Language of the Computers

Hello. Here we go again. This time we’re going to discuss about no other but the language of the computer. Everybody does know that computers do not understand the daily English language human use. The users communicate with the computers by using specific machine language. Nah, now that’s the exact topic that we’re going to be discussing about here.

Now we’re introducing the Instruction Set Architecture or globally known as ISA. This ISA thing is seldom officially defining a ‘family’ of microprocessors that builds up a set of instruction to be used to communicate to a machine. The examples of ISA that are widely used are Intel x86 (IA32), Sun Spare, DEC Alpha, IBM/360, IBM PowerPC, M68K and DEC VAX. Formally and normally, the interface between a user and a microprocessor is defined by this instruction set. Internally, ISA includes instruction set, instruction encoding and some important rules of instruction using that are mnemonics, functionally and also the addressing modes.

Next is the introduction to the SPIM and MIPS. Generally, SPIM is the backward spelling of MIPS. SPIM is the simulator of MIPS that reads assembly language files of MIPS and then translates it to machine language. SPIM also executes the translated the machine language instructions before showing the contents of registers and memory. SPIM also works as the debugger that is able to support break-points and single-stepping. Other than that, SPIM provides basic operating system such as services and simple input/output. Besides, please be glad to use SPIM simulator because it is available for free online.

Right then after that, we’re discussing about the arithmetic operations in instruction language which includes addition, subtraction and many other. There will be three operands needed to operate the addition and subtraction where two operands acts as the sources whereas another one is the destination. For the code of [a,b,c], explaining a is the destination keeping the result of b plus c. As simple as that!

Now we move on to register operands. Arithmetic instructions of computer surely use register operands. For your information, MIPS has 32x32-bit of register files that are used for accessed data which numbered from 0 to 31. A 32-bit data is called a ‘word’. For temporary values, the assembler is named as $t0, $t1, $t2, $t3, $t4, $t5, $t6, $t7, $t8 or $t9. On the other hand, the assembler is named as $s0, $s1, $s2, $s3, $s4, $s5, $s6 or either $s7 if it’s a saved variable. Take note that the second Design Principle says that a smaller number produces a faster output. If a simple one states [add a,b,c ] like the previous example I gave explains ‘a’ stores the value of  ‘b’ + ‘c’, then [add $s0, $s1, $s2] means that $s0 takes the value of ‘$s1’ adds ‘$s2’.

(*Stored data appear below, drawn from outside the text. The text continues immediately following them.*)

//! Conversion between runtime values and [`LuaValue`].

use crate::errors::{ChdkError, Result};
use crate::types::LuaValue;
use mlua::{IntoLua, Lua, Table, Value};
use std::collections::BTreeMap;

/// Tables nested deeper than this are assumed to be cyclic.
const MAX_DEPTH: usize = 32;

/// Convert a runtime value into native data.
///
/// Tables whose keys are exactly `1..n` become [`LuaValue::List`] (the empty
/// table included), all other tables become [`LuaValue::Table`] with their
/// keys stringified. Integral numbers are reported as integers.
pub fn from_lua(value: &Value) -> Result<LuaValue> {
    convert(value, 0)
}

fn convert(value: &Value, depth: usize) -> Result<LuaValue> {
    Ok(match value {
        Value::Nil => LuaValue::Nil,
        Value::Boolean(b) => LuaValue::Boolean(*b),
        Value::Integer(i) => LuaValue::Integer(*i as i64),
        Value::Number(n) => normalize_number(*n),
        Value::String(s) => match String::from_utf8(s.as_bytes().to_vec()) {
            Ok(text) => LuaValue::String(text),
            Err(e) => LuaValue::Bytes(e.into_bytes()),
        },
        Value::Table(t) => convert_table(t, depth)?,
        other => LuaValue::Opaque(other.type_name().to_string()),
    })
}

fn normalize_number(n: f64) -> LuaValue {
    if n.is_finite() && n.fract() == 0.0 && n.abs() < 9.007_199_254_740_992e15 {
        LuaValue::Integer(n as i64)
    } else {
        LuaValue::Number(n)
    }
}

fn convert_table(table: &Table, depth: usize) -> Result<LuaValue> {
    if depth >= MAX_DEPTH {
        return Err(ChdkError::Runtime(
            "table nesting too deep, refusing to convert (cyclic table?)".to_string(),
        ));
    }

    let mut entries = Vec::new();
    for pair in table.clone().pairs::<Value, Value>() {
        let (key, value) = pair?;
        entries.push((key, convert(&value, depth + 1)?));
    }

    let mut indices: Vec<i64> = Vec::with_capacity(entries.len());
    for (key, _) in &entries {
        match sequence_index(key) {
            Some(i) => indices.push(i),
            None => break,
        }
    }

    if indices.len() == entries.len() {
        indices.sort_unstable();
        let contiguous = indices.iter().enumerate().all(|(pos, i)| *i == pos as i64 + 1);
        if contiguous {
            let mut items: Vec<(i64, LuaValue)> = entries
                .into_iter()
                .filter_map(|(k, v)| sequence_index(&k).map(|i| (i, v)))
                .collect();
            items.sort_by_key(|(i, _)| *i);
            return Ok(LuaValue::List(items.into_iter().map(|(_, v)| v).collect()));
        }
    }

    let mut map = BTreeMap::new();
    for (key, value) in entries {
        map.insert(key_to_string(&key), value);
    }
    Ok(LuaValue::Table(map))
}

fn sequence_index(key: &Value) -> Option<i64> {
    match key {
        Value::Integer(i) => Some(*i as i64),
        Value::Number(n) if n.fract() == 0.0 => Some(*n as i64),
        _ => None,
    }
}

fn key_to_string(key: &Value) -> String {
    match key {
        Value::String(s) => String::from_utf8_lossy(&s.as_bytes()).into_owned(),
        Value::Integer(i) => i.to_string(),
        Value::Number(n) => match normalize_number(*n) {
            LuaValue::Integer(i) => i.to_string(),
            _ => n.to_string(),
        },
        Value::Boolean(b) => b.to_string(),
        other => other.type_name().to_string(),
    }
}

/// Convert native data into a runtime value. [`LuaValue::Opaque`] becomes `nil`.
pub fn to_lua(lua: &Lua, value: &LuaValue) -> Result<Value> {
    Ok(match value {
        LuaValue::Nil | LuaValue::Opaque(_) => Value::Nil,
        LuaValue::Boolean(b) => Value::Boolean(*b),
        LuaValue::Integer(i) => i.into_lua(lua)?,
        LuaValue::Number(n) => Value::Number(*n),
        LuaValue::String(s) => Value::String(lua.create_string(s)?),
        LuaValue::Bytes(b) => Value::String(lua.create_string(b)?),
        LuaValue::List(items) => {
            let table = lua.create_table()?;
            for (i, item) in items.iter().enumerate() {
                table.raw_set(i + 1, to_lua(lua, item)?)?;
            }
            Value::Table(table)
        }
        LuaValue::Table(map) => {
            let table = lua.create_table()?;
            for (key, item) in map {
                table.set(key.as_str(), to_lua(lua, item)?)?;
            }
            Value::Table(table)
        }
    })
}

#[cfg(test)]
mod tests {
    use super::*;

    fn eval(lua: &Lua, code: &str) -> LuaValue {
        let value: Value = lua.load(code).eval().unwrap();
        from_lua(&value).unwrap()
    }

    #[test]
    fn test_scalars() {
        let lua = Lua::new();
        assert_eq!(eval(&lua, "return nil"), LuaValue::Nil);
        assert_eq!(eval(&lua, "return true"), LuaValue::Boolean(true));
        assert_eq!(eval(&lua, "return 42"), LuaValue::Integer(42));
        assert_eq!(eval(&lua, "return 1.5"), LuaValue::Number(1.5));
        assert_eq!(eval(&lua, "return 'A/DCIM'"), LuaValue::from("A/DCIM"));
    }

    #[test]
    fn test_binary_string_becomes_bytes() {
        let lua = Lua::new();
        assert_eq!(
            eval(&lua, "return '\\255\\216\\255'"),
            LuaValue::Bytes(vec![0xff, 0xd8, 0xff])
        );
    }

    #[test]
    fn test_sequence_becomes_list() {
        let lua = Lua::new();
        assert_eq!(
            eval(&lua, "return {'a', 'b', 'c'}"),
            LuaValue::List(vec!["a".into(), "b".into(), "c".into()])
        );
        assert_eq!(eval(&lua, "return {}"), LuaValue::List(vec![]));
    }

    #[test]
    fn test_sparse_table_stays_a_map() {
        let lua = Lua::new();
        let value = eval(&lua, "return {[1] = 'a', [3] = 'c'}");
        let map = value.as_table().unwrap();
        assert_eq!(map.get("1"), Some(&LuaValue::from("a")));
        assert_eq!(map.get("3"), Some(&LuaValue::from("c")));
    }

    #[test]
    fn test_nested_tables() {
        let lua = Lua::new();
        let value = eval(
            &lua,
            "return {dir = 'A/DCIM/100CANON', exp = 12, raw = {size = 100}}",
        );
        assert_eq!(value.get("dir"), Some(&LuaValue::from("A/DCIM/100CANON")));
        assert_eq!(value.get("exp").and_then(LuaValue::as_i64), Some(12));
        assert_eq!(
            value.get("raw").and_then(|r| r.get("size")),
            Some(&LuaValue::Integer(100))
        );
    }

    #[test]
    fn test_cyclic_table_is_an_error() {
        let lua = Lua::new();
        let value: Value = lua.load("local t = {} t.self = t return t").eval().unwrap();
        assert!(from_lua(&value).is_err());
    }

    #[test]
    fn test_functions_are_opaque() {
        let lua = Lua::new();
        assert_eq!(
            eval(&lua, "return print"),
            LuaValue::Opaque("function".to_string())
        );
    }

    #[test]
    fn test_native_values_reach_lua() {
        let lua = Lua::new();
        let mut map = BTreeMap::new();
        map.insert("name".to_string(), LuaValue::from("IMG_0001.JPG"));
        map.insert(
            "sizes".to_string(),
            LuaValue::List(vec![LuaValue::Integer(1), LuaValue::Integer(2)]),
        );
        let value = to_lua(&lua, &LuaValue::Table(map)).unwrap();
        lua.globals().set("t", value).unwrap();
        let check: bool = lua
            .load("return t.name == 'IMG_0001.JPG' and #t.sizes == 2 and t.sizes[2] == 2")
            .eval()
            .unwrap();
        assert!(check);
    }
}
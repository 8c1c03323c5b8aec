//! Testing utilities for chdkptp
//!
//! Provides an emulated camera that runs inside a bare Lua runtime, so device
//! sessions can be exercised offline without chdkptp or hardware. The
//! emulation keeps its state in the Lua global `mock`; tests inspect and
//! tweak it with [`mock_state`] and [`LuaContext::execute`].

use crate::config::ChdkConfig;
use crate::device::ChdkDevice;
use crate::errors::Result;
use crate::lua::{from_lua, LuaContext};
use crate::types::{ApiVersion, DeviceInfo, LuaValue};

const MOCK_CAMERA: &str = include_str!("mock_camera.lua");

/// Bare runtime with the emulated chdkptp connection installed.
pub fn mock_context() -> Result<LuaContext> {
    let ctx = LuaContext::bare()?;
    ctx.lua().load(MOCK_CAMERA).set_name("mock_camera").exec()?;
    ctx.install_log_bridge()?;
    ctx.execute("con = chdku.connection()")?;
    Ok(ctx)
}

/// Identification of the single emulated camera
pub fn mock_device_info() -> DeviceInfo {
    DeviceInfo {
        model_name: "Canon PowerShot A2200".to_string(),
        bus_num: "001".to_string(),
        device_num: "004".to_string(),
        vendor_id: 0x04a9,
        product_id: 0x3218,
        serial_num: Some("MOCK0001".to_string()),
        chdk_api: ApiVersion { major: 2, minor: 6 },
    }
}

/// A session connected to the emulated camera.
pub fn mock_device() -> Result<ChdkDevice> {
    mock_device_with_config(ChdkConfig::default())
}

pub fn mock_device_with_config(config: ChdkConfig) -> Result<ChdkDevice> {
    ChdkDevice::open_with_context(mock_context()?, mock_device_info(), config)
}

/// Evaluate an expression against the emulated camera's state,
/// e.g. `mock.record` or `mock.files['A/test.txt']`.
pub fn mock_state(ctx: &LuaContext, expr: &str) -> Result<LuaValue> {
    from_lua(&ctx.peval(expr)?)
}
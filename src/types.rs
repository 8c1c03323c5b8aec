//! Data types shared by the device session, the interop layer and the
//! Tauri commands.

use chrono::{DateTime, Utc};
use serde::{Deserialize, Serialize};
use std::collections::BTreeMap;
use std::fmt;
use std::str::FromStr;

/// A value produced by the embedded Lua runtime, converted to native data.
#[derive(Debug, Clone, PartialEq, Serialize, Deserialize)]
#[serde(untagged)]
pub enum LuaValue {
    Nil,
    Boolean(bool),
    Integer(i64),
    Number(f64),
    String(String),
    /// Table whose keys are exactly `1..n`
    List(Vec<LuaValue>),
    Table(BTreeMap<String, LuaValue>),
    /// String that is not valid UTF-8
    Bytes(Vec<u8>),
    /// Functions, userdata and threads, carried by type name only
    Opaque(String),
}

impl LuaValue {
    pub fn is_nil(&self) -> bool {
        matches!(self, LuaValue::Nil)
    }

    /// Lua truthiness: everything except `nil` and `false` is true.
    pub fn is_truthy(&self) -> bool {
        !matches!(self, LuaValue::Nil | LuaValue::Boolean(false))
    }

    pub fn as_bool(&self) -> Option<bool> {
        match self {
            LuaValue::Boolean(b) => Some(*b),
            _ => None,
        }
    }

    pub fn as_i64(&self) -> Option<i64> {
        match self {
            LuaValue::Integer(i) => Some(*i),
            LuaValue::Number(n) if n.fract() == 0.0 => Some(*n as i64),
            LuaValue::String(s) => s.trim().parse().ok(),
            _ => None,
        }
    }

    pub fn as_f64(&self) -> Option<f64> {
        match self {
            LuaValue::Integer(i) => Some(*i as f64),
            LuaValue::Number(n) => Some(*n),
            _ => None,
        }
    }

    pub fn as_str(&self) -> Option<&str> {
        match self {
            LuaValue::String(s) => Some(s),
            _ => None,
        }
    }

    /// Raw bytes of a string value, whether or not it is valid UTF-8.
    pub fn as_bytes(&self) -> Option<&[u8]> {
        match self {
            LuaValue::String(s) => Some(s.as_bytes()),
            LuaValue::Bytes(b) => Some(b),
            _ => None,
        }
    }

    pub fn as_list(&self) -> Option<&[LuaValue]> {
        match self {
            LuaValue::List(items) => Some(items),
            _ => None,
        }
    }

    pub fn as_table(&self) -> Option<&BTreeMap<String, LuaValue>> {
        match self {
            LuaValue::Table(map) => Some(map),
            _ => None,
        }
    }

    /// Field lookup on a table value; list values are indexed from "1".
    pub fn get(&self, key: &str) -> Option<&LuaValue> {
        match self {
            LuaValue::Table(map) => map.get(key),
            LuaValue::List(items) => key
                .parse::<usize>()
                .ok()
                .and_then(|i| i.checked_sub(1))
                .and_then(|i| items.get(i)),
            _ => None,
        }
    }

    pub fn type_name(&self) -> &'static str {
        match self {
            LuaValue::Nil => "nil",
            LuaValue::Boolean(_) => "boolean",
            LuaValue::Integer(_) | LuaValue::Number(_) => "number",
            LuaValue::String(_) | LuaValue::Bytes(_) => "string",
            LuaValue::List(_) | LuaValue::Table(_) => "table",
            LuaValue::Opaque(_) => "opaque",
        }
    }
}

impl From<bool> for LuaValue {
    fn from(value: bool) -> Self {
        LuaValue::Boolean(value)
    }
}

impl From<i64> for LuaValue {
    fn from(value: i64) -> Self {
        LuaValue::Integer(value)
    }
}

impl From<f64> for LuaValue {
    fn from(value: f64) -> Self {
        LuaValue::Number(value)
    }
}

impl From<&str> for LuaValue {
    fn from(value: &str) -> Self {
        LuaValue::String(value.to_string())
    }
}

impl From<String> for LuaValue {
    fn from(value: String) -> Self {
        LuaValue::String(value)
    }
}

/// CHDK protocol version reported by the camera
#[derive(Debug, Clone, Copy, PartialEq, Eq, PartialOrd, Ord, Serialize, Deserialize)]
pub struct ApiVersion {
    pub major: i64,
    pub minor: i64,
}

impl fmt::Display for ApiVersion {
    fn fmt(&self, f: &mut fmt::Formatter<'_>) -> fmt::Result {
        write!(f, "{}.{}", self.major, self.minor)
    }
}

/// Identification of one PTP device on the USB bus
#[derive(Debug, Clone, PartialEq, Eq, Serialize, Deserialize)]
pub struct DeviceInfo {
    pub model_name: String,
    pub bus_num: String,
    pub device_num: String,
    pub vendor_id: u16,
    pub product_id: u16,
    pub serial_num: Option<String>,
    pub chdk_api: ApiVersion,
}

impl DeviceInfo {
    /// Stable key for registries: `bus:device`.
    pub fn address(&self) -> String {
        format!("{}:{}", self.bus_num, self.device_num)
    }
}

/// Criteria for [`crate::device::find_devices`]. Unset fields match anything.
#[derive(Debug, Clone, Default, PartialEq, Eq, Serialize, Deserialize)]
pub struct DeviceFilter {
    pub bus_num: Option<String>,
    pub device_num: Option<String>,
    pub serial_num: Option<String>,
    pub product_id: Option<u16>,
}

impl DeviceFilter {
    pub fn matches(&self, info: &DeviceInfo) -> bool {
        self.bus_num.as_ref().map_or(true, |b| *b == info.bus_num)
            && self.device_num.as_ref().map_or(true, |d| *d == info.device_num)
            && self
                .serial_num
                .as_ref()
                .map_or(true, |s| info.serial_num.as_deref() == Some(s.as_str()))
            && self.product_id.map_or(true, |p| p == info.product_id)
    }
}

#[derive(Debug, Clone, PartialEq, Eq, Serialize, Deserialize)]
#[serde(rename_all = "lowercase")]
pub enum MessageType {
    /// Return value of a script
    Return,
    /// Message written by a script with `write_usb_msg`
    User,
    /// Script error
    Error,
    /// Message queue is empty
    None,
    Other(String),
}

impl MessageType {
    pub fn from_wire(s: &str) -> Self {
        match s {
            "return" => MessageType::Return,
            "user" => MessageType::User,
            "error" => MessageType::Error,
            "none" => MessageType::None,
            other => MessageType::Other(other.to_string()),
        }
    }
}

/// Structured outcome of a device operation
#[derive(Debug, Clone, PartialEq, Serialize, Deserialize)]
pub struct Message {
    pub msg_type: MessageType,
    pub script_id: i64,
    pub value: LuaValue,
}

#[derive(Debug, Clone, Copy, PartialEq, Eq, Serialize, Deserialize)]
#[serde(rename_all = "lowercase")]
pub enum CaptureMode {
    Record,
    Play,
}

impl CaptureMode {
    pub fn as_str(&self) -> &'static str {
        match self {
            CaptureMode::Record => "record",
            CaptureMode::Play => "play",
        }
    }
}

impl fmt::Display for CaptureMode {
    fn fmt(&self, f: &mut fmt::Formatter<'_>) -> fmt::Result {
        f.write_str(self.as_str())
    }
}

impl FromStr for CaptureMode {
    type Err = crate::errors::ChdkError;

    fn from_str(s: &str) -> Result<Self, Self::Err> {
        match s {
            "record" | "rec" => Ok(CaptureMode::Record),
            "play" => Ok(CaptureMode::Play),
            _ => Err(crate::errors::ChdkError::invalid_argument(
                "`mode` must be one of 'play' or 'record'",
            )),
        }
    }
}

/// One entry of a directory listing on the camera
#[derive(Debug, Clone, PartialEq, Serialize, Deserialize)]
pub struct FileEntry {
    pub path: String,
    pub is_dir: bool,
    pub size: Option<u64>,
    pub mtime: Option<i64>,
    /// Remaining stat fields reported by the camera
    pub extra: BTreeMap<String, LuaValue>,
}

#[derive(Debug, Clone, Copy, PartialEq, Eq, Serialize, Deserialize)]
#[serde(rename_all = "lowercase")]
pub enum FrameFormat {
    Ppm,
    #[serde(alias = "jpg")]
    Jpeg,
    Png,
}

impl FrameFormat {
    pub fn extension(&self) -> &'static str {
        match self {
            FrameFormat::Ppm => "ppm",
            FrameFormat::Jpeg => "jpg",
            FrameFormat::Png => "png",
        }
    }
}

impl FromStr for FrameFormat {
    type Err = crate::errors::ChdkError;

    fn from_str(s: &str) -> Result<Self, Self::Err> {
        match s.to_ascii_lowercase().as_str() {
            "ppm" => Ok(FrameFormat::Ppm),
            "jpg" | "jpeg" => Ok(FrameFormat::Jpeg),
            "png" => Ok(FrameFormat::Png),
            _ => Err(crate::errors::ChdkError::invalid_argument(
                "`format` has to be one of 'ppm', 'jpg' or 'png'",
            )),
        }
    }
}

/// A live-view frame grabbed from the camera's viewport
#[derive(Debug, Clone, Serialize, Deserialize)]
pub struct Frame {
    pub sequence: u64,
    pub captured_at: DateTime<Utc>,
    pub width: u32,
    pub height: u32,
    pub format: FrameFormat,
    pub data: Vec<u8>,
}

impl Frame {
    pub fn size_bytes(&self) -> usize {
        self.data.len()
    }
}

To compare, registers are a lot faster than to be accessed than the memory. Os why use memory?

Next, let’s move on to the memory operands. Composite data like arrays, structures and dynamic data uses main memory. It is used for applying operations of arithmetic such as values loading from memory into registers and also result storing from register to the memory. In addition, memory is addressed in byte where each address identifies an 8-bit byte. Don’t forget that the addresses must be in a multiple of 4 single addresses to form a word aligned in memory.

The next one is about the representing instructions. Instructions are encoded in binary which is called as machine code or computer code. MIPS instructions are encoded as 32-bit instruction words. There are 3 instructions formats altogether, composing R-Format, I-Format and J-Format.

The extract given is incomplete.